The suspension railway travels along a route of 13.3 kilometres (8.3 mi), at a height of about 12 metres (39 ft 4 in) above the river Wupper between Oberbarmen and Sonnborner Straße (10 kilometres (6.2 mi)) and about 8 metres (26 ft 3 in) above the valley road between Sonnborner Strae and Vohwinkel (3.3 kilometres (2.1 mi)). At one point the railway crosses the A46 motorway. The entire trip takes about 30 minutes. The Schwebebahn operates within the VRR transport association and accepts tickets issued by the VRR companies.

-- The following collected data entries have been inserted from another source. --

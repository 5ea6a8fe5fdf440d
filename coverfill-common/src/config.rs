//! Configuration loading and root folder resolution
//!
//! Every setting resolves in the same priority order:
//! 1. Command-line argument (highest priority)
//! 2. Environment variable
//! 3. TOML config file
//! 4. Compiled default (fallback)
//!
//! A missing TOML file is not an error: a warning is logged and the
//! compiled defaults apply. A TOML file that exists but does not parse is a
//! startup error.

use crate::{Error, Result};
use serde::{Deserialize, Serialize};
use std::path::{Path, PathBuf};
use tracing::{debug, warn};

/// Root folder used when nothing else is configured
pub const DEFAULT_ROOT_FOLDER: &str = "./music";

/// Environment variable overriding the root folder
pub const ROOT_ENV_VAR: &str = "COVERFILL_ROOT";

/// Environment variable overriding the TOML config path
pub const CONFIG_ENV_VAR: &str = "COVERFILL_CONFIG";

/// Default log level
pub const DEFAULT_LOG_LEVEL: &str = "info";

/// Parsed TOML configuration file
///
/// All fields are optional so that a partial file only overrides what it
/// names.
#[derive(Debug, Clone, Default, PartialEq, Serialize, Deserialize)]
pub struct TomlConfig {
    /// Music collection root
    pub root_folder: Option<PathBuf>,

    /// `[logging]` section
    #[serde(default)]
    pub logging: LoggingConfig,

    /// `[enrich]` section
    #[serde(default)]
    pub enrich: EnrichSection,

    /// `[supervisor]` section
    #[serde(default)]
    pub supervisor: SupervisorSection,
}

/// `[logging]` section
#[derive(Debug, Clone, PartialEq, Serialize, Deserialize)]
pub struct LoggingConfig {
    /// tracing filter directive (e.g. "info", "coverfill=debug")
    #[serde(default = "default_log_level")]
    pub level: String,
}

impl Default for LoggingConfig {
    fn default() -> Self {
        Self {
            level: default_log_level(),
        }
    }
}

fn default_log_level() -> String {
    DEFAULT_LOG_LEVEL.to_string()
}

/// `[enrich]` section
#[derive(Debug, Clone, Default, PartialEq, Serialize, Deserialize)]
pub struct EnrichSection {
    /// "metadata-first" or "image-first"
    pub order: Option<String>,
    pub user_agent: Option<String>,
    pub request_timeout_secs: Option<u64>,
    pub musicbrainz_url: Option<String>,
    pub itunes_url: Option<String>,
    pub coverartarchive_url: Option<String>,
    pub cover_cache_dir: Option<PathBuf>,
    /// Append-only log of settled files; unset keeps progress in memory only
    pub state_file: Option<PathBuf>,
}

/// `[supervisor]` section
#[derive(Debug, Clone, Default, PartialEq, Serialize, Deserialize)]
pub struct SupervisorSection {
    pub cooldown_secs: Option<u64>,
    pub max_cooldown_secs: Option<u64>,
    pub backoff_multiplier: Option<f64>,
    pub max_restarts: Option<u32>,
}

/// Default TOML location: `<config_dir>/coverfill/config.toml`
pub fn default_config_path() -> Option<PathBuf> {
    dirs::config_dir().map(|d| d.join("coverfill").join("config.toml"))
}

/// Default cover cache location: `<cache_dir>/coverfill/covers`
pub fn default_cover_cache_dir() -> PathBuf {
    dirs::cache_dir()
        .map(|d| d.join("coverfill").join("covers"))
        .unwrap_or_else(|| PathBuf::from("./.coverfill/covers"))
}

/// Resolve which TOML file to read
///
/// Priority: CLI → `COVERFILL_CONFIG` → platform default.
pub fn resolve_config_path(cli_arg: Option<&Path>) -> Option<PathBuf> {
    if let Some(path) = cli_arg {
        return Some(path.to_path_buf());
    }

    if let Some(path) = env_value(CONFIG_ENV_VAR) {
        return Some(PathBuf::from(path));
    }

    default_config_path()
}

/// Load TOML configuration
///
/// Missing file → warning + defaults. Unreadable or malformed file → error.
pub fn load_toml_config(path: &Path) -> Result<TomlConfig> {
    if !path.exists() {
        warn!(
            path = %path.display(),
            "Config file not found, using compiled defaults"
        );
        return Ok(TomlConfig::default());
    }

    let content = std::fs::read_to_string(path)
        .map_err(|e| Error::Config(format!("Read TOML failed ({}): {}", path.display(), e)))?;

    let config: TomlConfig = toml::from_str(&content)
        .map_err(|e| Error::Config(format!("Parse TOML failed ({}): {}", path.display(), e)))?;

    debug!(path = %path.display(), "Loaded TOML config");
    Ok(config)
}

/// Root folder resolution
///
/// Priority: CLI → `COVERFILL_ROOT` → TOML `root_folder` → `./music`.
pub fn resolve_root_folder(cli_arg: Option<&Path>, toml_config: &TomlConfig) -> PathBuf {
    if let Some(path) = cli_arg {
        return path.to_path_buf();
    }

    if let Some(path) = env_value(ROOT_ENV_VAR) {
        return PathBuf::from(path);
    }

    if let Some(path) = &toml_config.root_folder {
        return path.clone();
    }

    PathBuf::from(DEFAULT_ROOT_FOLDER)
}

/// Resolve a single setting through the CLI → ENV → TOML tiers
///
/// Returns `None` when no tier provides a value so the caller can apply its
/// compiled default.
pub fn resolve_setting(
    cli_arg: Option<String>,
    env_var_name: &str,
    toml_value: Option<String>,
) -> Option<String> {
    cli_arg
        .or_else(|| env_value(env_var_name))
        .or(toml_value)
}

/// Non-empty, trimmed environment variable value
fn env_value(name: &str) -> Option<String> {
    std::env::var(name)
        .ok()
        .map(|v| v.trim().to_string())
        .filter(|v| !v.is_empty())
}
//! coverfill library interface
//!
//! Exposes the pipeline pieces for the binary and for integration testing.

pub mod config;
pub mod error;
pub mod models;
pub mod services;
pub mod workflow;

pub use crate::error::{EnrichError, EnrichResult};

use crate::config::EnrichConfig;
use crate::services::{
    CoverArtArchiveSource, CoverResolver, CoverSource, FileScanner, ITunesArtworkSource,
    ITunesClient, Id3TagStore, MetadataProvider, MetadataResolver, MusicBrainzClient,
    ProcessedSet,
};
use crate::workflow::{ReconciliationEngine, ResumableRunner};
use coverfill_common::events::EventBus;
use std::sync::Arc;

/// Assemble the production pipeline from resolved configuration
///
/// Metadata chain: MusicBrainz, then iTunes. Cover chain: cache, Cover Art
/// Archive, then iTunes artwork.
pub fn build_runner(config: &EnrichConfig, event_bus: EventBus) -> EnrichResult<ResumableRunner> {
    let musicbrainz = Arc::new(
        MusicBrainzClient::new(&config.http, &config.endpoints.musicbrainz_url)
            .map_err(|e| EnrichError::HttpClient(e.to_string()))?,
    );
    let itunes = Arc::new(
        ITunesClient::new(&config.http, &config.endpoints.itunes_url)
            .map_err(|e| EnrichError::HttpClient(e.to_string()))?,
    );

    let providers = vec![
        musicbrainz.clone() as Arc<dyn MetadataProvider>,
        itunes.clone() as Arc<dyn MetadataProvider>,
    ];
    let metadata = MetadataResolver::new(providers, event_bus.clone());

    let cover_art_archive = CoverArtArchiveSource::new(
        musicbrainz,
        &config.http,
        &config.endpoints.coverartarchive_url,
    )
    .map_err(|e| EnrichError::HttpClient(e.to_string()))?;
    let sources = vec![
        Arc::new(cover_art_archive) as Arc<dyn CoverSource>,
        Arc::new(ITunesArtworkSource::new(itunes)) as Arc<dyn CoverSource>,
    ];
    let covers = CoverResolver::new(config.cover_cache_dir.clone(), sources, event_bus.clone());

    let engine = ReconciliationEngine::new(
        Arc::new(Id3TagStore::new()),
        metadata,
        covers,
        config.order,
        event_bus.clone(),
    );

    let processed = match &config.state_file {
        Some(path) => ProcessedSet::open(path)?,
        None => ProcessedSet::in_memory(),
    };

    Ok(ResumableRunner::new(
        Arc::new(FileScanner::new()),
        engine,
        processed,
        config.supervisor.clone(),
        event_bus,
    ))
}
//! # schemagen Core
//!
//! Static type descriptors for struct-to-schema generation.
//!
//! This crate provides:
//! - [`TypeDesc`] and [`Shape`], the descriptor model the walker consumes
//! - The [`Reflect`] trait with implementations for standard types
//! - Field descriptors with derive hints
//! - The snake case naming transform used for emitted keys

pub mod naming;
pub mod reflect;
pub mod types;

pub use naming::underscore;
pub use reflect::Reflect;
pub use types::{
    FieldDesc, FieldHints, MapKind, PointerKind, PrimitiveType, SeqKind, Shape, TypeDesc, TypeRef,
};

The Wuppertal Schwebebahn had a forerunner: in 1824, Henry Robinson Palmer of England presented a railway system which differed from all previous constructions. It was basically a low single-rail suspension railway on which the carriages were drawn by horses. Friedrich Harkort, a Prussian industrial entrepreneur and politician, loved the idea. He saw big advantages for the transportation of coal to the early industrialised region in and around the Wupper valley. Harkort had his own steel mill in Elberfeld; he built a demonstration segment of the Palmer system and set it up in 1826 on the grounds of what is today the Wuppertal tax office. He therefore tried to attract public attention to his railway plans.